How do complex structures form? Today, we will focus on honeycomb games and mathematical labyrinths. Honeycomb games (a game of life variant) are used by [1] to understand minority leadership mechanisms in guiding behaviors of collective swarms. Honeycomb games utilizes first-player advantage on a lattice of hexagons to examine how minority interests can affect decisions made by the majority.

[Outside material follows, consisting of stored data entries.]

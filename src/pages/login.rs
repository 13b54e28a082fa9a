//! Sign-in and registration form.

use leptos::prelude::*;
use wasm_bindgen_futures::spawn_local;

use crate::app::AppState;
use crate::components::banner::{Banner, BannerKind};
use crate::config::APP_NAME;

const AUTH_FALLBACK: &str = "An error occurred. Please try again.";

#[component]
pub fn LoginPage() -> impl IntoView {
    let state = expect_context::<AppState>();

    let (is_registering, set_is_registering) = signal(false);
    let (username, set_username) = signal(String::new());
    let (email, set_email) = signal(String::new());
    let (password, set_password) = signal(String::new());
    let (show_password, set_show_password) = signal(false);
    let (error, set_error) = signal::<Option<String>>(None);
    let (loading, set_loading) = signal(false);

    let on_submit = move |ev: leptos::ev::SubmitEvent| {
        ev.prevent_default();
        if loading.get() {
            return;
        }

        let user = username.get();
        let pass = password.get();
        let mail = email.get();
        let registering = is_registering.get();
        set_error.set(None);
        set_loading.set(true);

        let api = state.api();
        spawn_local(async move {
            let result = if registering {
                let mail = Some(mail.trim()).filter(|m| !m.is_empty());
                api.register(&user, mail, &pass).await
            } else {
                api.login(&user, &pass).await
            };

            match result {
                Ok(_) => state.login_succeeded(&user),
                Err(e) => {
                    let msg = e.server_message().map(str::to_string).unwrap_or_else(|| AUTH_FALLBACK.to_string());
                    set_error.set(Some(msg));
                }
            }
            set_loading.set(false);
        });
    };

    let toggle_mode = move |_| {
        set_is_registering.update(|r| *r = !*r);
        set_error.set(None);
        set_email.set(String::new());
        set_password.set(String::new());
    };

    view! {
        <div class="login-screen">
            <div class="card login-card">
                <div class="login-welcome">
                    <div class="login-icon">"\u{2697}"</div>
                    <h2>{move || if is_registering.get() { "Create Account" } else { "Welcome Back" }}</h2>
                    <p class="page-description">
                        {move || if is_registering.get() {
                            "Join us to visualize your equipment data".to_string()
                        } else {
                            format!("Sign in to continue to {}", APP_NAME)
                        }}
                    </p>
                </div>

                {move || error.get().map(|msg| view! { <Banner kind=BannerKind::Error message=msg /> })}

                <form on:submit=on_submit>
                    <div class="form-group">
                        <label class="label" for="login-username">"Username"</label>
                        <input
                            id="login-username"
                            type="text"
                            class="input"
                            required
                            placeholder="Enter your username"
                            prop:value=move || username.get()
                            on:input=move |ev| set_username.set(event_target_value(&ev))
                            disabled=move || loading.get()
                        />
                    </div>

                    <Show when=move || is_registering.get()>
                        <div class="form-group">
                            <label class="label" for="login-email">"Email (Optional)"</label>
                            <input
                                id="login-email"
                                type="email"
                                class="input"
                                placeholder="your.email@example.com"
                                prop:value=move || email.get()
                                on:input=move |ev| set_email.set(event_target_value(&ev))
                                disabled=move || loading.get()
                            />
                        </div>
                    </Show>

                    <div class="form-group">
                        <label class="label" for="login-password">"Password"</label>
                        <div class="input-row">
                            <input
                                id="login-password"
                                type=move || if show_password.get() { "text" } else { "password" }
                                class="input"
                                required
                                placeholder="Enter your password"
                                prop:value=move || password.get()
                                on:input=move |ev| set_password.set(event_target_value(&ev))
                                disabled=move || loading.get()
                            />
                            <button
                                type="button"
                                class="btn btn-secondary btn-sm"
                                on:click=move |_| set_show_password.update(|s| *s = !*s)
                                disabled=move || loading.get()
                            >
                                {move || if show_password.get() { "Hide" } else { "Show" }}
                            </button>
                        </div>
                    </div>

                    <button type="submit" class="btn btn-primary btn-lg btn-block" disabled=move || loading.get()>
                        {move || match (loading.get(), is_registering.get()) {
                            (true, true) => "Creating Account...",
                            (true, false) => "Signing In...",
                            (false, true) => "Create Account",
                            (false, false) => "Sign In",
                        }}
                    </button>
                </form>

                <div class="login-toggle">
                    <span>
                        {move || if is_registering.get() { "Already have an account? " } else { "Don't have an account? " }}
                    </span>
                    <button type="button" class="btn-link" on:click=toggle_mode disabled=move || loading.get()>
                        {move || if is_registering.get() { "Sign In" } else { "Create Account" }}
                    </button>
                </div>
            </div>
        </div>
    }
}
fn main() {
    equipment_visualizer::run();
}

The top figure shows examples for both naive (left) and informed (right) members of the group [1]. Moving from autonomous behavior to physical pattern-formation, Karan Singh from the Dynamic Graphics Project at the University of Toronto provides us with computer-generated labyrinths [2]. Much like cellular automata in terms of their pattern-formation capacity, labyrinths can be created by evolving curves drawn on two-dimensional manifolds to produce reaction-diffusion textures. 

[1] Boos, M., Pritz, J., Lange, S., and Belz, M.   Leadership in Moving Human Groups. PLoS Computational Biology, 10(4), e1003541 (2014).

[2] Pedersen, H. and Singh, K.   Organic Labyrinths and Mazes. dgp Lab, University of Toronto.

The internet predicts social change! Or perhaps not. A new paper on the arXiv [1] suggests that Internet use, stratified by hours spent on the internet per week, tends to predict religious affiliation (explains up to 20-25% of the variance). But perhaps analyzing what are essentially time-series correlations with conventional odds ratios is not the best analysis to full understand the phenomenon at hand. That is the lesson of [2], in which Gary Marcus and Ernest Davis suggest that we need better analysis techniques for Big Data. 

But they also suggest that big data simply gives us too much data for standard approaches. A Science Policy Forum article [3] suggests that correlative approaches such as those used to predict flu cases from Google search term frequencies tend to over-predict and provide other analytical caveats. To overcome these and other problems, we need fundamentally new kinds of techniques such as topological data analysis [4].

[1] Downey, A.B.   Religious Affiliation, Education and Internet use. arXiv:1403.5534 [stat.AP] (2014).

[2] Marcus, G. and Davis, E.   Eight (No, Nine!) Problems With Big Data. NYTimes Op-ed, April 6 (2014).

[3] Lazer, D., Kennedy, R., King, G., and Vespignani, A.   The parable of Google Flu: traps in Big Data analysis. Science Policy Forum, 343, 1203 (2014).

[4] Professor Gunnar Carlsson Introduces Topological Data Analysis. Ayasdi YouTube Channel, January 14 (2013).